Profession instructeur de drones
Fondateur de Vertical Master, Stanley Schmitt a senti avant tout le monde le potentiel lié aux drones. En 2017, alors qu’il est encore salarié chez Caterpillar, ce commercial entame une réflexion pour identifier une reconversion professionnelle. «Je voulais trouver un domaine où je pourrais agir en pionnier. Or, à l’époque, il n’existait quasiment rien concernant les nombreux métiers du drone en Suisse, alors qu’ils touchent déjà une foule de secteurs. J’ai acquis les bases en parallèle à mes fonctions, puis décidé de me lancer.» Les débuts sont modestes. Il monte un site internet, acquiert un drone et engage un instructeur proposant quelques formations de base.
Très vite, les inscriptions affluent, mêlant une grande majorité d’amateurs à des professionnels désireux d’acquérir de nouvelles compétences. «Certains étaient persuadés que le pilotage de drones pouvait devenir un métier en soi.

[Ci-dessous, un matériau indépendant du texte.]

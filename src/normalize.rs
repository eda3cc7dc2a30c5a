//! Cell Normalization Module
//!
//! 生のセル値を`NormalizedValue`へ変換するモジュール。
//!
//! テキストセルは次の優先順位で解釈されます（`TextReading`の各バリアントに対応）:
//!
//! 1. `%`で終わる → パーセント（100で割った小数）
//! 2. プレースホルダー（既定: `/`、空文字列、`-`） → 欠損
//! 3. 全体が数値として解釈できる → 数値
//! 4. それ以外 → トリム済みテキストをそのまま保持

use crate::types::{Cell, NormalizedValue};

/// 既定のプレースホルダー（「データなし」を表すトークン）
pub const DEFAULT_PLACEHOLDERS: [&str; 3] = ["/", "", "-"];

/// トリム済みテキストの解釈結果
#[derive(Debug, Clone, PartialEq)]
pub(crate) enum TextReading<'a> {
    /// パーセント表記（既に100で割った値。解釈に失敗した場合はNaN）
    Percent(f64),

    /// 欠損を表すプレースホルダー
    Placeholder,

    /// 数値
    Numeric(f64),

    /// 数値として解釈できないテキスト
    Raw(&'a str),
}

/// トリム済みテキストを分類する
///
/// # 引数
///
/// * `trimmed` - 前後の空白を除去したテキスト
/// * `placeholders` - 欠損として扱うトークン
pub(crate) fn classify_text<'a>(trimmed: &'a str, placeholders: &[String]) -> TextReading<'a> {
    if trimmed.ends_with('%') {
        // 最初の`%`のみを除去し、残りを寛容に解釈する
        let without_sign = trimmed.replacen('%', "", 1);
        return TextReading::Percent(parse_float_prefix(&without_sign) / 100.0);
    }

    if placeholders.iter().any(|token| token == trimmed) {
        return TextReading::Placeholder;
    }

    match parse_number(trimmed) {
        Some(n) => TextReading::Numeric(n),
        None => TextReading::Raw(trimmed),
    }
}

/// 1つのセルを正規化する
///
/// 数値セルはそのまま、空セルは欠損になります。テキストセルは
/// `classify_text`の結果に従い、最終的に空文字列が残った場合は欠損に変換します。
pub(crate) fn normalize_cell(cell: &Cell, placeholders: &[String]) -> NormalizedValue {
    match cell {
        Cell::Empty => NormalizedValue::Missing,
        Cell::Number(n) => NormalizedValue::Number(*n),
        Cell::Text(text) => match classify_text(text.trim(), placeholders) {
            TextReading::Percent(n) | TextReading::Numeric(n) => NormalizedValue::Number(n),
            TextReading::Placeholder => NormalizedValue::Missing,
            TextReading::Raw("") => NormalizedValue::Missing,
            TextReading::Raw(raw) => NormalizedValue::Text(raw.to_string()),
        },
    }
}

/// テキスト全体を数値として解釈する
///
/// 10進数（符号・小数点・指数）、`Infinity`、`0x`/`0o`/`0b`接頭辞付きの整数を
/// 受け付けます。`inf`や`NaN`のような綴りは数値として扱いません。
///
/// # 戻り値
///
/// * `Some(f64)` - テキスト全体が数値だった場合
/// * `None` - 空文字列、または数値でない場合
pub(crate) fn parse_number(text: &str) -> Option<f64> {
    let s = text.trim();
    if s.is_empty() {
        return None;
    }

    if let Some(value) = parse_radix_literal(s) {
        return Some(value);
    }

    let unsigned = s.strip_prefix(|c: char| c == '+' || c == '-').unwrap_or(s);
    if unsigned == "Infinity" {
        return Some(if s.starts_with('-') {
            f64::NEG_INFINITY
        } else {
            f64::INFINITY
        });
    }

    if !unsigned
        .bytes()
        .all(|b| b.is_ascii_digit() || matches!(b, b'.' | b'e' | b'E' | b'+' | b'-'))
    {
        return None;
    }

    s.parse::<f64>().ok()
}

/// `0x1F`、`0o17`、`0b101`形式の整数（符号なし）
///
/// 桁数に上限は無く、u64を超える値もf64の近似値になります。
fn parse_radix_literal(s: &str) -> Option<f64> {
    let prefix = s.get(..2)?;
    let radix = match prefix {
        "0x" | "0X" => 16,
        "0o" | "0O" => 8,
        "0b" | "0B" => 2,
        _ => return None,
    };

    let digits = &s[2..];
    if digits.is_empty() {
        return None;
    }

    digits.chars().try_fold(0.0f64, |acc, c| {
        c.to_digit(radix)
            .map(|d| acc * f64::from(radix) + f64::from(d))
    })
}

/// テキスト先頭の数値部分を寛容に解釈する
///
/// 先頭の空白を読み飛ばし、可能な限り長い10進数の接頭辞を数値とします
/// （`12abc` → 12）。数字が1つも無い場合はNaNを返します。
pub(crate) fn parse_float_prefix(text: &str) -> f64 {
    let s = text.trim_start();
    let bytes = s.as_bytes();
    let len = bytes.len();

    let mut end = 0;
    if matches!(bytes.first(), Some(b'+') | Some(b'-')) {
        end = 1;
    }

    if s[end..].starts_with("Infinity") {
        return if bytes[0] == b'-' {
            f64::NEG_INFINITY
        } else {
            f64::INFINITY
        };
    }

    let int_start = end;
    while end < len && bytes[end].is_ascii_digit() {
        end += 1;
    }
    let mut digits = end - int_start;

    if end < len && bytes[end] == b'.' {
        let frac_start = end + 1;
        let mut j = frac_start;
        while j < len && bytes[j].is_ascii_digit() {
            j += 1;
        }
        digits += j - frac_start;
        if digits > 0 {
            end = j;
        }
    }

    if digits == 0 {
        return f64::NAN;
    }

    if end < len && (bytes[end] == b'e' || bytes[end] == b'E') {
        let mut j = end + 1;
        if j < len && (bytes[j] == b'+' || bytes[j] == b'-') {
            j += 1;
        }
        let exp_start = j;
        while j < len && bytes[j].is_ascii_digit() {
            j += 1;
        }
        if j > exp_start {
            end = j;
        }
    }

    s[..end].parse::<f64>().unwrap_or(f64::NAN)
}

#[cfg(test)]
mod tests {
    use super::*;

    fn defaults() -> Vec<String> {
        DEFAULT_PLACEHOLDERS.iter().map(|s| s.to_string()).collect()
    }

    fn normalize_text(text: &str) -> NormalizedValue {
        normalize_cell(&Cell::from(text), &defaults())
    }

    #[test]
    fn test_percent_cells() {
        assert_eq!(normalize_text("12%"), NormalizedValue::Number(0.12));
        assert_eq!(normalize_text("0%"), NormalizedValue::Number(0.0));
        assert_eq!(normalize_text(" 5% "), NormalizedValue::Number(0.05));
        assert_eq!(normalize_text("-2.5%"), NormalizedValue::Number(-0.025));
    }

    #[test]
    fn test_percent_with_trailing_garbage_uses_prefix() {
        assert_eq!(normalize_text("12abc%"), NormalizedValue::Number(0.12));
    }

    #[test]
    fn test_malformed_percent_is_nan_not_missing() {
        match normalize_text("abc%") {
            NormalizedValue::Number(n) => assert!(n.is_nan()),
            other => panic!("Expected NaN number, got {:?}", other),
        }
        match normalize_text("%") {
            NormalizedValue::Number(n) => assert!(n.is_nan()),
            other => panic!("Expected NaN number, got {:?}", other),
        }
    }

    #[test]
    fn test_placeholders_are_missing() {
        assert_eq!(normalize_text("/"), NormalizedValue::Missing);
        assert_eq!(normalize_text(""), NormalizedValue::Missing);
        assert_eq!(normalize_text("-"), NormalizedValue::Missing);
        assert_eq!(normalize_text("   "), NormalizedValue::Missing);
        assert_eq!(normalize_text(" / "), NormalizedValue::Missing);
    }

    #[test]
    fn test_empty_text_is_missing_without_placeholders() {
        assert_eq!(
            normalize_cell(&Cell::from("  "), &[]),
            NormalizedValue::Missing
        );
    }

    #[test]
    fn test_numeric_text() {
        assert_eq!(normalize_text("10"), NormalizedValue::Number(10.0));
        assert_eq!(normalize_text(" 25.5 "), NormalizedValue::Number(25.5));
        assert_eq!(normalize_text("1e3"), NormalizedValue::Number(1000.0));
        assert_eq!(normalize_text(".5"), NormalizedValue::Number(0.5));
        assert_eq!(normalize_text("0x1F"), NormalizedValue::Number(31.0));
        assert_eq!(
            normalize_text("-Infinity"),
            NormalizedValue::Number(f64::NEG_INFINITY)
        );
    }

    #[test]
    fn test_raw_text_passes_through_trimmed() {
        assert_eq!(
            normalize_text("  n/a "),
            NormalizedValue::Text("n/a".to_string())
        );
        assert_eq!(normalize_text("NaN"), NormalizedValue::Text("NaN".to_string()));
        assert_eq!(normalize_text("inf"), NormalizedValue::Text("inf".to_string()));
        assert_eq!(normalize_text("12abc"), NormalizedValue::Text("12abc".to_string()));
    }

    #[test]
    fn test_non_text_cells() {
        assert_eq!(
            normalize_cell(&Cell::Number(42.0), &defaults()),
            NormalizedValue::Number(42.0)
        );
        assert_eq!(
            normalize_cell(&Cell::Empty, &defaults()),
            NormalizedValue::Missing
        );
    }

    #[test]
    fn test_classify_precedence_percent_before_placeholder() {
        // `%`で終わるトークンはプレースホルダーより先に判定される
        let placeholders = vec!["-%".to_string()];
        assert!(matches!(
            classify_text("-%", &placeholders),
            TextReading::Percent(n) if n.is_nan()
        ));
    }

    #[test]
    fn test_custom_placeholders() {
        let placeholders = vec!["N/A".to_string()];
        assert_eq!(classify_text("N/A", &placeholders), TextReading::Placeholder);
        assert_eq!(classify_text("/", &placeholders), TextReading::Raw("/"));
    }

    #[test]
    fn test_radix_literal_beyond_u64() {
        // 16^20 = 2^80
        let text = format!("0x1{}", "0".repeat(20));
        assert_eq!(normalize_text(&text), NormalizedValue::Number(2f64.powi(80)));

        let max = normalize_text("0xFFFFFFFFFFFFFFFFF").as_number().unwrap();
        assert!((max - 16f64.powi(17)).abs() <= 16f64.powi(17) * 1e-12);
    }

    #[test]
    fn test_parse_number_rejects_partial() {
        assert_eq!(parse_number("1-2"), None);
        assert_eq!(parse_number("e5"), None);
        assert_eq!(parse_number("0x"), None);
        assert_eq!(parse_number("0b101"), Some(5.0));
        assert_eq!(parse_number("0o17"), Some(15.0));
        assert_eq!(parse_number("0xZZ"), None);
        assert_eq!(parse_number("+-1"), None);
        assert_eq!(parse_number(""), None);
    }

    #[test]
    fn test_parse_float_prefix() {
        assert_eq!(parse_float_prefix("  3.5kg"), 3.5);
        assert_eq!(parse_float_prefix("7."), 7.0);
        assert_eq!(parse_float_prefix("2e2x"), 200.0);
        assert_eq!(parse_float_prefix("2e"), 2.0);
        assert_eq!(parse_float_prefix("Infinity"), f64::INFINITY);
        assert!(parse_float_prefix("").is_nan());
        assert!(parse_float_prefix(".").is_nan());
        assert!(parse_float_prefix("-").is_nan());
    }

    mod property_tests {
        use super::*;
        use proptest::prelude::*;

        proptest! {
            #[test]
            fn test_percent_is_divided_by_hundred(x in -1.0e6f64..1.0e6f64) {
                let text = format!("{}%", x);
                match normalize_text(&text) {
                    NormalizedValue::Number(n) => {
                        let expected = x / 100.0;
                        prop_assert!((n - expected).abs() <= 1e-9 * expected.abs().max(1.0));
                    }
                    other => prop_assert!(false, "unexpected {:?}", other),
                }
            }

            #[test]
            fn test_numeric_text_round_trips(x in -1.0e9f64..1.0e9f64) {
                prop_assert_eq!(normalize_text(&x.to_string()), NormalizedValue::Number(x));
            }

            #[test]
            fn test_letters_before_percent_yield_nan(word in "[a-zA-Z]{1,8}") {
                prop_assume!(!word.starts_with("Infinity"));
                let text = format!("{}%", word);
                match normalize_text(&text) {
                    NormalizedValue::Number(n) => prop_assert!(n.is_nan()),
                    other => prop_assert!(false, "unexpected {:?}", other),
                }
            }

            #[test]
            fn test_never_produces_empty_text(text in "\\PC{0,12}") {
                prop_assert_ne!(normalize_text(&text), NormalizedValue::Text(String::new()));
            }
        }
    }
}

Or, ce n’est pas si simple. Le drone est un outil qui complète d’autres formations solides», avertit-il. Il insiste sur la diversité des usages: le drone est une plateforme capable de mesurer, d’imager, de collecter puis de traiter des données.
Entre 2018 et 2019, la start-up Vertical Master prend son essor et ouvre de nouvelles formations pour répondre à la demande. Stanley Schmitt décroche l’appui de Genilem et affine encore le positionnement et le marketing. L’offre, à la fois théorique et pratique, a d’abord été proposée en Suisse romande – notamment à Payerne – avant d’être étendue à la Suisse alémanique et au Tessin. Cette présence trilingue sur tout le territoire est un vrai plus: pour des grands comptes comme Swisscom, un prestataire unique formant dans les trois langues et dans les trois régions linguistiques facilite grandement la coordination.
Dès 2023, la Suisse, désireuse d’aligner son cadre avec les normes européennes en matière de pilotage de drones, amorce un tournant avec la montée en puissance des certifications. Vertical Master constate un regain d’intérêt de la part des professionnels, motivés par la mise en conformité. L’institut se positionne alors comme une référence fédérale. «Mes clients restent très variés et la base s’est élargie. Ils vont du cinéaste désireux de filmer en hauteur à l’agriculteur qui mise sur la technologie pour ses cultures, en passant par les métiers du bâti ou les archéologues. En Suisse, je perçois un fort besoin de professionnaliser le vol en montagne, avec toutes les exigences de sécurité que cela implique», résume Stanley Schmitt. Il est en plein test avec la station de Verbier dans le cadre de la gestion des remontées mécaniques, notamment.
Avec la démocratisation de l’intelligence artificielle et les nouveaux cas d’usage apparus en 2025, le fondateur de Vertical Master estime que l’usage des drones va encore s’étendre, notamment pour accélérer la prise de décision, améliorer la sécurité ou gérer de grands volumes de données. Il se montre toutefois réservé sur la distribution de colis à grande échelle: dans de nombreux cas, les coûts d’exploitation et la logistique à mettre en place dépassent encore les bénéfices. «Mais cela viendra un jour», conclut-il.